Tessect 5.5.0 Text Recognition System Launch

published the release of the system of optical recognition of the text tessect 5.5.0 , which supports Unicode and recognition of texts in more than 100 languages, including Russian, Kazakh, Belarusian and Ukrainian. The result can be stored both in open text and in HTML formats (Hocr), Alto (XML), PDF and TSV. Initially, the system was created in 1985-1995 in the laboratory of Hewlett Packard, in 2005 the code was opened under the Apache license and further developed with the participation of Google employees. The initial texts of the project spread under the license Apache 2.0.

Tessecta includes a console utility and Libtessect library to embed text recognition functions to other applications. Of the supporting TesseRact, third-party gui interface can be noted gimageereader , vietocr and yagf . Two recognition engines are proposed: a classic, recognizing text at the level of templates of individual characters, and a new, based on the use of a machine learning system based on the LSTM recurrent neural network, optimized for recognition of entirely lines and allowing to achieve a significant increase in accuracy. Ready-made trained models are published for 123 languages ​​. To optimize performance, modules using Openmp and SIMD instructions AVX2, AVX, AVX512F, Neon or SSE4.1.

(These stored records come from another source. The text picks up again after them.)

//! ユーザー入力のドメイン型（LLM に送る 1 行）

#[derive(Debug, Clone, PartialEq, Eq)]
pub struct Query(String);

impl Query {
    /// stdin から読んだ 1 行を作る（末尾の改行 `\n` / `\r\n` を除く）
    pub fn from_line(line: &str) -> Self {
        Self(line.trim_end_matches(&['\n', '\r'][..]).to_string())
    }
}

impl std::ops::Deref for Query {
    type Target = str;
    fn deref(&self) -> &Self::Target {
        &self.0
    }
}

impl AsRef<str> for Query {
    fn as_ref(&self) -> &str {
        &self.0
    }
}

#[cfg(test)]
mod tests {
    use super::*;

    #[test]
    fn test_from_line_strips_newline() {
        assert_eq!(&*Query::from_line("hello world\n"), "hello world");
        assert_eq!(&*Query::from_line("hello world\r\n"), "hello world");
    }

    #[test]
    fn test_from_line_keeps_inner_whitespace() {
        assert_eq!(&*Query::from_line("  a  b  \n"), "  a  b  ");
        assert_eq!(&*Query::from_line(""), "");
    }
}
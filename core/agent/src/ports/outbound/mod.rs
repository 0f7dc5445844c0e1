//! Outbound ポート: アプリが外界（端末・LLM）を使うための trait

pub mod console;
pub mod llm_completion;

pub use console::Console;
pub use llm_completion::{LlmCompletion, LlmCompletionFactory};
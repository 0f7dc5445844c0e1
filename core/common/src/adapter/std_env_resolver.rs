//! 標準環境変数解決実装（std::env + `.env`）と、テスト・埋め込み用のメモリ実装

use crate::ports::outbound::EnvResolver;
use std::collections::HashMap;
use std::env;
use std::path::Path;

/// カレントディレクトリで探す `.env` のファイル名
pub const DOTENV_FILE: &str = ".env";

/// 標準環境変数解決実装
///
/// 実際の環境変数を優先し、無ければ `.env` から読んだ値を返す。
/// `.env` の値はプロセス環境に書き戻さない。
#[derive(Debug, Clone, Default)]
pub struct StdEnvResolver {
    dotenv: HashMap<String, String>,
    warnings: Vec<String>,
}

impl StdEnvResolver {
    /// `.env` を読まない（プロセス環境のみ）
    pub fn new() -> Self {
        Self::default()
    }

    /// カレントディレクトリの `.env` を読み込んでから使う。
    pub fn with_dotenv() -> Self {
        Self::from_dotenv_path(DOTENV_FILE)
    }

    /// 指定した `.env` を 1 行ずつ読み込む。
    ///
    /// ファイルが無ければ何もしない。解析できない行は飛ばして `warnings()` に残し、
    /// 以降の行は読み続ける。同じキーが複数あれば最初の値を使う。
    pub fn from_dotenv_path(path: impl AsRef<Path>) -> Self {
        let path = path.as_ref();
        let mut resolver = Self::default();
        let iter = match dotenvy::from_path_iter(path) {
            Ok(iter) => iter,
            Err(e) if e.not_found() => return resolver,
            Err(e) => {
                resolver.warnings.push(format!("{}: {}", path.display(), e));
                return resolver;
            }
        };
        for item in iter {
            match item {
                Ok((key, value)) => {
                    resolver.dotenv.entry(key).or_insert(value);
                }
                Err(e @ dotenvy::Error::LineParse(..)) => {
                    resolver.warnings.push(format!("{}: {}", path.display(), e));
                }
                Err(e) => {
                    // 読み込み自体の失敗は以降の行も読めない
                    resolver.warnings.push(format!("{}: {}", path.display(), e));
                    break;
                }
            }
        }
        resolver
    }

    /// `.env` の読み込みで飛ばした行・失敗の説明
    pub fn warnings(&self) -> &[String] {
        &self.warnings
    }
}

impl EnvResolver for StdEnvResolver {
    fn var(&self, name: &str) -> Option<String> {
        env::var(name)
            .ok()
            .filter(|s| !s.is_empty())
            .or_else(|| self.dotenv.get(name).filter(|s| !s.is_empty()).cloned())
    }
}

/// HashMap で環境変数を与える実装（プロセス環境を汚さずにテストするため）
#[derive(Debug, Clone, Default)]
pub struct MapEnvResolver {
    vars: HashMap<String, String>,
}

impl MapEnvResolver {
    pub fn new() -> Self {
        Self::default()
    }

    /// 変数を 1 つ追加する（builder）
    pub fn with(mut self, name: &str, value: &str) -> Self {
        self.vars.insert(name.to_string(), value.to_string());
        self
    }
}

impl EnvResolver for MapEnvResolver {
    fn var(&self, name: &str) -> Option<String> {
        self.vars.get(name).filter(|s| !s.is_empty()).cloned()
    }
}
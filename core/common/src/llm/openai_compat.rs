//! OpenAI Chat Completions 互換 (/chat/completions) プロバイダ
//!
//! base_url で任意のエンドポイント（Gemini の OpenAI 互換 API 等）を指定する。
//! ストリーミングは行わず、1 リクエストで全文を受け取る。

use crate::domain::{ApiKey, BaseUrl, ModelName};
use crate::error::Error;
use crate::llm::config::ModelConfig;
use crate::llm::provider::{LlmProvider, Message};
use serde_json::{json, Value};

/// OpenAI Chat Completions 互換プロバイダ
pub struct OpenAiCompatProvider {
    model: ModelName,
    base_url: BaseUrl,
    api_key: ApiKey,
    temperature: Option<f64>,
    client: reqwest::blocking::Client,
}

impl OpenAiCompatProvider {
    /// 新しいプロバイダを作成
    ///
    /// * `temperature` - None のときペイロードに含めない（サーバ側のデフォルト）
    ///
    /// HTTP クライアント（TLS バックエンド）を初期化できない場合は `Error::System`。
    pub fn new(
        model: ModelName,
        base_url: BaseUrl,
        api_key: ApiKey,
        temperature: Option<f32>,
    ) -> Result<Self, Error> {
        let client = reqwest::blocking::Client::builder()
            .build()
            .map_err(|e| Error::system(format!("failed to initialise HTTP client: {}", e)))?;
        Ok(Self {
            model,
            base_url,
            api_key,
            temperature: temperature.map(f64::from),
            client,
        })
    }

    /// 解決済みのモデル設定から作成
    pub fn from_config(config: &ModelConfig) -> Result<Self, Error> {
        Self::new(
            config.model.clone(),
            config.base_url.clone(),
            config.api_key.clone(),
            None,
        )
    }

    fn url(&self) -> String {
        format!("{}/chat/completions", self.base_url)
    }
}

/// エラーレスポンス本文から `error.message` を取り出す（無ければ status と本文）
fn error_message(status: reqwest::StatusCode, body: &str) -> String {
    // Gemini の OpenAI 互換 API は [{"error": {...}}] の配列で返すことがある
    let extract = |v: &Value| v["error"]["message"].as_str().map(|s| s.to_string());
    serde_json::from_str::<Value>(body)
        .ok()
        .and_then(|v| extract(&v).or_else(|| extract(&v[0])))
        .unwrap_or_else(|| format!("HTTP {}: {}", status, body))
}

impl LlmProvider for OpenAiCompatProvider {
    fn name(&self) -> &str {
        "openai_compat"
    }

    fn make_request_payload(
        &self,
        query: &str,
        system_instruction: Option<&str>,
    ) -> Result<Value, Error> {
        let mut messages: Vec<Message> = Vec::new();
        if let Some(s) = system_instruction {
            messages.push(Message::system(s));
        }
        messages.push(Message::user(query));

        let messages: Vec<Value> = messages
            .iter()
            .map(|m| json!({ "role": m.role, "content": m.content }))
            .collect();

        let mut payload = json!({
            "model": &*self.model,
            "messages": messages,
            "stream": false
        });
        if let Some(t) = self.temperature {
            payload["temperature"] = json!(t);
        }
        Ok(payload)
    }

    fn make_http_request(&self, request_json: &str) -> Result<String, Error> {
        let response = self
            .client
            .post(self.url())
            .header("Content-Type", "application/json")
            .header("Authorization", format!("Bearer {}", self.api_key.expose()))
            .body(request_json.to_string())
            .send()
            .map_err(|e| Error::http(format!("HTTP request failed: {}", e)))?;

        let status = response.status();
        let response_text = response
            .text()
            .map_err(|e| Error::http(format!("Failed to read response: {}", e)))?;

        if !status.is_success() {
            return Err(Error::http(format!(
                "Chat completions error: {}",
                error_message(status, &response_text)
            )));
        }

        Ok(response_text)
    }

    fn parse_response_text(&self, response_json: &str) -> Result<Option<String>, Error> {
        let v: Value = serde_json::from_str(response_json)
            .map_err(|e| Error::json(format!("Failed to parse response JSON: {}", e)))?;

        if let Some(err) = v.get("error") {
            let msg = err["message"].as_str().unwrap_or("Unknown error");
            return Err(Error::http(format!("API error: {}", msg)));
        }

        let content = &v["choices"][0]["message"]["content"];
        if let Some(s) = content.as_str() {
            return Ok(Some(s.to_string()));
        }
        // content parts 配列（[{"type":"text","text":"..."}]）にも対応
        if let Some(parts) = content.as_array() {
            let text: String = parts
                .iter()
                .filter_map(|p| p["text"].as_str())
                .collect();
            return Ok(Some(text));
        }
        Ok(None)
    }
}
//! 単発 LLM 完了の Outbound ポート
//!
//! ストリーミングではなく 1 回のリクエストで全文応答を取得する。

use common::error::Error;
use common::llm::ModelConfig;
use std::sync::Arc;

/// 単発の LLM 完了（system + user で応答文字列を取得）
pub trait LlmCompletion: Send + Sync {
    fn complete(&self, system_instruction: Option<&str>, user_message: &str) -> Result<String, Error>;
}

/// 解決済みのモデル設定から LlmCompletion を組み立てる
pub trait LlmCompletionFactory: Send + Sync {
    fn create(&self, config: &ModelConfig) -> Result<Arc<dyn LlmCompletion>, Error>;
}
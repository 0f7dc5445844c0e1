//! テスト用: 固定応答の LlmCompletion と、入出力を記録する Console

use common::error::Error;
use common::llm::ModelConfig;
use std::sync::{Arc, Mutex};

use crate::ports::outbound::{Console, LlmCompletion, LlmCompletionFactory};

enum Reply {
    Fixed(Result<String, Error>),
    /// ユーザー入力をそのまま返す（echo 指示に忠実なモデルの代わり）
    Parrot,
}

/// テスト用: 固定の応答（またはエラー）を返し、受け取った引数を記録する
pub struct StubCompletion {
    reply: Reply,
    pub(crate) calls: Mutex<Vec<(Option<String>, String)>>,
}

impl StubCompletion {
    fn with_reply(reply: Reply) -> Self {
        Self {
            reply,
            calls: Mutex::new(Vec::new()),
        }
    }

    pub fn replying(text: &str) -> Self {
        Self::with_reply(Reply::Fixed(Ok(text.to_string())))
    }

    pub fn parroting() -> Self {
        Self::with_reply(Reply::Parrot)
    }

    pub fn failing(err: Error) -> Self {
        Self::with_reply(Reply::Fixed(Err(err)))
    }

    pub fn call_count(&self) -> usize {
        self.calls.lock().unwrap().len()
    }

    pub fn last_system_instruction(&self) -> Option<String> {
        self.calls.lock().unwrap().last().and_then(|c| c.0.clone())
    }

    pub fn last_user_message(&self) -> Option<String> {
        self.calls.lock().unwrap().last().map(|c| c.1.clone())
    }
}

impl LlmCompletion for StubCompletion {
    fn complete(&self, system_instruction: Option<&str>, user_message: &str) -> Result<String, Error> {
        self.calls
            .lock()
            .unwrap()
            .push((system_instruction.map(|s| s.to_string()), user_message.to_string()));
        match &self.reply {
            Reply::Fixed(r) => r.clone(),
            Reply::Parrot => Ok(user_message.to_string()),
        }
    }
}

/// テスト用: 決まった StubCompletion を渡し、受け取った設定を記録する
pub struct StubCompletionFactory {
    completion: Arc<StubCompletion>,
    pub(crate) configs: Mutex<Vec<ModelConfig>>,
}

impl StubCompletionFactory {
    pub fn new(completion: Arc<StubCompletion>) -> Self {
        Self {
            completion,
            configs: Mutex::new(Vec::new()),
        }
    }

    pub fn configs(&self) -> Vec<ModelConfig> {
        self.configs.lock().unwrap().clone()
    }
}

impl LlmCompletionFactory for StubCompletionFactory {
    fn create(&self, config: &ModelConfig) -> Result<Arc<dyn LlmCompletion>, Error> {
        self.configs.lock().unwrap().push(config.clone());
        let completion: Arc<dyn LlmCompletion> = self.completion.clone();
        Ok(completion)
    }
}

/// テスト用: 入力行を与え、表示内容とプロンプトを記録する
pub struct RecordingConsole {
    input: Option<String>,
    pub(crate) printed: Mutex<Vec<String>>,
    pub(crate) prompts: Mutex<Vec<String>>,
}

impl RecordingConsole {
    pub fn with_input(line: &str) -> Self {
        Self {
            input: Some(line.to_string()),
            printed: Mutex::new(Vec::new()),
            prompts: Mutex::new(Vec::new()),
        }
    }

    /// stdin が閉じている状態
    pub fn closed() -> Self {
        Self {
            input: None,
            printed: Mutex::new(Vec::new()),
            prompts: Mutex::new(Vec::new()),
        }
    }

    pub fn printed(&self) -> Vec<String> {
        self.printed.lock().unwrap().clone()
    }

    pub fn prompts(&self) -> Vec<String> {
        self.prompts.lock().unwrap().clone()
    }
}

impl Console for RecordingConsole {
    fn print_line(&self, line: &str) -> Result<(), Error> {
        self.printed.lock().unwrap().push(line.to_string());
        Ok(())
    }

    fn read_line(&self, prompt: &str) -> Result<String, Error> {
        self.prompts.lock().unwrap().push(prompt.to_string());
        self.input
            .clone()
            .ok_or_else(|| Error::io_msg("stdin closed before a line was read"))
    }
}
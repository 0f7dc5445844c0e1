//! エラーハンドリング
//!
//! 全レイヤー共通のエラー型。`Display` は人間向けメッセージのみで、
//! 終了コードは `exit_code()` で取り出す（sysexits 準拠）。

/// エラー型
#[derive(Debug, Clone, PartialEq, Eq, thiserror::Error)]
pub enum Error {
    /// 引数不正（usage を表示する）
    #[error("{0}")]
    InvalidArgument(String),
    /// 必須の環境変数が未設定
    #[error("{0}")]
    Env(String),
    /// HTTP 通信・API エラー
    #[error("{0}")]
    Http(String),
    /// JSON のシリアライズ・パース失敗
    #[error("{0}")]
    Json(String),
    /// 入出力エラー（stdin / stdout / ログファイル）
    #[error("{0}")]
    Io(String),
    /// その他のシステムエラー（HTTP クライアントの初期化失敗など）
    #[error("{0}")]
    System(String),
}

impl Error {
    pub fn invalid_argument(msg: impl Into<String>) -> Self {
        Self::InvalidArgument(msg.into())
    }

    pub fn env(msg: impl Into<String>) -> Self {
        Self::Env(msg.into())
    }

    pub fn http(msg: impl Into<String>) -> Self {
        Self::Http(msg.into())
    }

    pub fn json(msg: impl Into<String>) -> Self {
        Self::Json(msg.into())
    }

    pub fn io_msg(msg: impl Into<String>) -> Self {
        Self::Io(msg.into())
    }

    pub fn system(msg: impl Into<String>) -> Self {
        Self::System(msg.into())
    }

    /// プロセス終了コード
    pub fn exit_code(&self) -> i32 {
        match self {
            Self::InvalidArgument(_) | Self::Env(_) => 64,
            Self::Http(_) | Self::Json(_) | Self::Io(_) => 74,
            Self::System(_) => 70,
        }
    }

    /// usage を併せて表示すべきエラーか
    pub fn is_usage(&self) -> bool {
        matches!(self, Self::InvalidArgument(_))
    }
}

impl From<std::io::Error> for Error {
    fn from(e: std::io::Error) -> Self {
        Self::Io(e.to_string())
    }
}

impl From<serde_json::Error> for Error {
    fn from(e: serde_json::Error) -> Self {
        Self::Json(e.to_string())
    }
}

#[cfg(test)]
mod tests {
    use super::*;

    #[test]
    fn test_error_helpers() {
        let err = Error::invalid_argument("test");
        assert_eq!(err.to_string(), "test");
        assert_eq!(err.exit_code(), 64);
        assert!(err.is_usage());

        let err = Error::system("test");
        assert_eq!(err.to_string(), "test");
        assert_eq!(err.exit_code(), 70);
        assert!(!err.is_usage());
    }

    #[test]
    fn test_env_error_is_not_usage() {
        let err = Error::env("GEMINI_API_KEY is not set");
        assert_eq!(err.exit_code(), 64);
        assert!(!err.is_usage());
    }

    #[test]
    fn test_remote_errors_exit_74() {
        assert_eq!(Error::http("x").exit_code(), 74);
        assert_eq!(Error::json("x").exit_code(), 74);
        assert_eq!(Error::io_msg("x").exit_code(), 74);
    }

    #[test]
    fn test_from_io_error() {
        let io = std::io::Error::new(std::io::ErrorKind::UnexpectedEof, "stdin closed");
        let err: Error = io.into();
        assert!(matches!(err, Error::Io(ref m) if m.contains("stdin closed")));
    }
}
//! ドメイン型（Newtype）
//!
//! String を直接運ばず、意味のある型に包んで境界を明確にする。

/// モデル名（gemini-2.0-flash 等）
#[derive(Debug, Clone, PartialEq, Eq)]
pub struct ModelName(String);

impl ModelName {
    pub fn new(s: impl Into<String>) -> Self {
        Self(s.into())
    }
}

impl std::ops::Deref for ModelName {
    type Target = str;
    fn deref(&self) -> &Self::Target {
        &self.0
    }
}

/// OpenAI 互換 API のベース URL（末尾の `/` は除去して保持）
#[derive(Debug, Clone, PartialEq, Eq)]
pub struct BaseUrl(String);

impl BaseUrl {
    pub fn new(s: impl Into<String>) -> Self {
        let s: String = s.into();
        Self(s.trim_end_matches('/').to_string())
    }
}

impl std::ops::Deref for BaseUrl {
    type Target = str;
    fn deref(&self) -> &Self::Target {
        &self.0
    }
}

impl std::fmt::Display for BaseUrl {
    fn fmt(&self, f: &mut std::fmt::Formatter<'_>) -> std::fmt::Result {
        self.0.fmt(f)
    }
}

/// API キー。Debug 出力では中身を伏せる。
#[derive(Clone, PartialEq, Eq)]
pub struct ApiKey(String);

impl ApiKey {
    pub fn new(s: impl Into<String>) -> Self {
        Self(s.into())
    }

    /// Authorization ヘッダ用に生の値を取り出す
    pub fn expose(&self) -> &str {
        &self.0
    }
}

impl std::fmt::Debug for ApiKey {
    fn fmt(&self, f: &mut std::fmt::Formatter<'_>) -> std::fmt::Result {
        f.write_str("ApiKey(***)")
    }
}
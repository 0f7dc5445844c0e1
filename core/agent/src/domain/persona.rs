//! エージェント記述子（名前 + 指示文）とペルソナ
//!
//! 指示文は固定値で、ユーザー入力や設定では変わらない。

/// 1 回の実行で使うエージェントの定義（不変）
#[derive(Debug, Clone, PartialEq, Eq)]
pub struct AgentDescriptor {
    name: &'static str,
    instructions: &'static str,
}

impl AgentDescriptor {
    pub const fn new(name: &'static str, instructions: &'static str) -> Self {
        Self { name, instructions }
    }

    pub fn name(&self) -> &str {
        self.name
    }

    /// system メッセージとしてそのまま送る指示文
    pub fn instructions(&self) -> &str {
        self.instructions
    }
}

const ECHO: AgentDescriptor = AgentDescriptor::new(
    "Echo Agent",
    "Repeat exactly what the user says, word-for-word, without any additional commentary.",
);

const ASSISTANT: AgentDescriptor = AgentDescriptor::new(
    "Assistant",
    "You are a helpful assistant. Fulfill the user's request clearly and accurately.",
);

/// `-a/--agent` で選ぶペルソナ
#[derive(Debug, Clone, Copy, PartialEq, Eq, Default)]
pub enum Persona {
    /// 入力をそのまま返させる
    #[default]
    Echo,
    /// 依頼に応える汎用アシスタント
    Assistant,
}

impl Persona {
    /// 文字列からペルソナを解析
    pub fn parse(s: &str) -> Option<Self> {
        match s.to_lowercase().as_str() {
            "echo" => Some(Self::Echo),
            "assistant" => Some(Self::Assistant),
            _ => None,
        }
    }

    pub fn descriptor(&self) -> AgentDescriptor {
        match self {
            Self::Echo => ECHO,
            Self::Assistant => ASSISTANT,
        }
    }

    /// 応答の前に表示するラベル
    pub fn response_label(&self) -> &'static str {
        match self {
            Self::Echo => "🪞 Echoed Response:",
            Self::Assistant => "💬 Assistant Response:",
        }
    }
}
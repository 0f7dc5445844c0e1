use crate::domain::Persona;
use clap::builder::ArgAction;
use clap::value_parser;
use clap_complete::Shell;
use common::error::Error;
use std::path::PathBuf;

const BIN_NAME: &str = "agent";

#[derive(Debug, Clone, PartialEq, Default)]
pub struct Config {
    pub help: bool,
    /// -a / --agent: 使うペルソナ（既定は echo）
    pub persona: Persona,
    /// -v / --verbose: ライフサイクルログを stderr に出す
    pub verbose: bool,
    /// --log-file: JSONL ログの出力先（AGENT_LOG_FILE より優先）
    pub log_file: Option<PathBuf>,
}

/// 解析結果: 通常の Config / 補完スクリプト生成
#[derive(Debug, Clone)]
pub enum ParseOutcome {
    Config(Config),
    GenerateCompletion(Shell),
}

fn build_clap_command() -> clap::Command {
    clap::Command::new(BIN_NAME)
        .about("Read one line, send it to an OpenAI-compatible model with a fixed agent instruction, print the reply")
        .disable_help_flag(true)
        .arg(
            clap::Arg::new("help")
                .short('h')
                .long("help")
                .help("Show this help message")
                .action(ArgAction::SetTrue),
        )
        .arg(
            clap::Arg::new("agent")
                .short('a')
                .long("agent")
                .value_name("agent")
                .help("Agent persona: echo (repeat verbatim) or assistant")
                .num_args(1),
        )
        .arg(
            clap::Arg::new("verbose")
                .short('v')
                .long("verbose")
                .help("Emit lifecycle logs to stderr")
                .action(ArgAction::SetTrue),
        )
        .arg(
            clap::Arg::new("log-file")
                .long("log-file")
                .value_name("path")
                .help("Append JSONL lifecycle logs to this file")
                .value_parser(value_parser!(PathBuf))
                .num_args(1),
        )
        .arg(
            clap::Arg::new("generate")
                .long("generate")
                .value_name("shell")
                .help("Generate shell completion script")
                .value_parser(value_parser!(Shell))
                .num_args(1),
        )
}

fn matches_to_config(matches: &clap::ArgMatches) -> Result<Config, Error> {
    let persona = match matches.get_one::<String>("agent") {
        Some(s) => Persona::parse(s).ok_or_else(|| {
            Error::invalid_argument(format!(
                "Unknown agent: {} (expected echo or assistant)",
                s
            ))
        })?,
        None => Persona::default(),
    };
    Ok(Config {
        help: matches.get_flag("help"),
        persona,
        verbose: matches.get_flag("verbose"),
        log_file: matches.get_one::<PathBuf>("log-file").cloned(),
    })
}

/// コマンドラインを解析する。補完生成が要求された場合は ParseOutcome::GenerateCompletion を返す。
pub fn parse_args() -> Result<ParseOutcome, Error> {
    let args: Vec<String> = std::env::args().collect();
    parse_outcome_from(&args)
}

fn parse_outcome_from(args: &[String]) -> Result<ParseOutcome, Error> {
    let matches = build_clap_command()
        .try_get_matches_from(args)
        .map_err(|e| Error::invalid_argument(e.to_string()))?;

    if let Some(&shell) = matches.get_one::<Shell>("generate") {
        return Ok(ParseOutcome::GenerateCompletion(shell));
    }

    Ok(ParseOutcome::Config(matches_to_config(&matches)?))
}

/// テスト用: 引数スライスから Config を解析する
#[cfg(test)]
pub fn parse_args_from(args: &[String]) -> Result<Config, Error> {
    match parse_outcome_from(args)? {
        ParseOutcome::Config(c) => Ok(c),
        ParseOutcome::GenerateCompletion(_) => Err(Error::invalid_argument("unexpected --generate")),
    }
}

/// 補完スクリプトを標準出力に出力する。
pub fn print_completion(shell: Shell) {
    let mut cmd = build_clap_command();
    clap_complete::generate(shell, &mut cmd, BIN_NAME, &mut std::io::stdout());
}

are offered to optimize the performance.

The main improvements :

  • Added support for vector extensions risc-v v , based which are prepared assembler optimization for systems with RISC-V processors.
  • When recording a result in format hocr it is ensured in the created OCRP_DIR and OCRP_LANG.
  • parameters.

  • Modernized code to determine affordable language models.
  • Improved code to form files in HOCR format and removed the conversion of files on the Windows.
  • platform.

  • The indication of symbolic values ​​in the options “–oem” and “-psm”
  • “is allowed.

  • The code replaced the functions of Access and _Access with the STD method :: Filesystem :: Exists (). TPRINTF functions are replaced by the use of Tesserr flow.
  • Tensorflow machine learning platform has been deleted, which was realized at one time, but was never involved in the implementation of AI recognition models.
  • Improved installer for the Windows.
  • platform.

  • Submodul Googletest is updated to version 1.15.2.

/Reports, release notes, official announcements.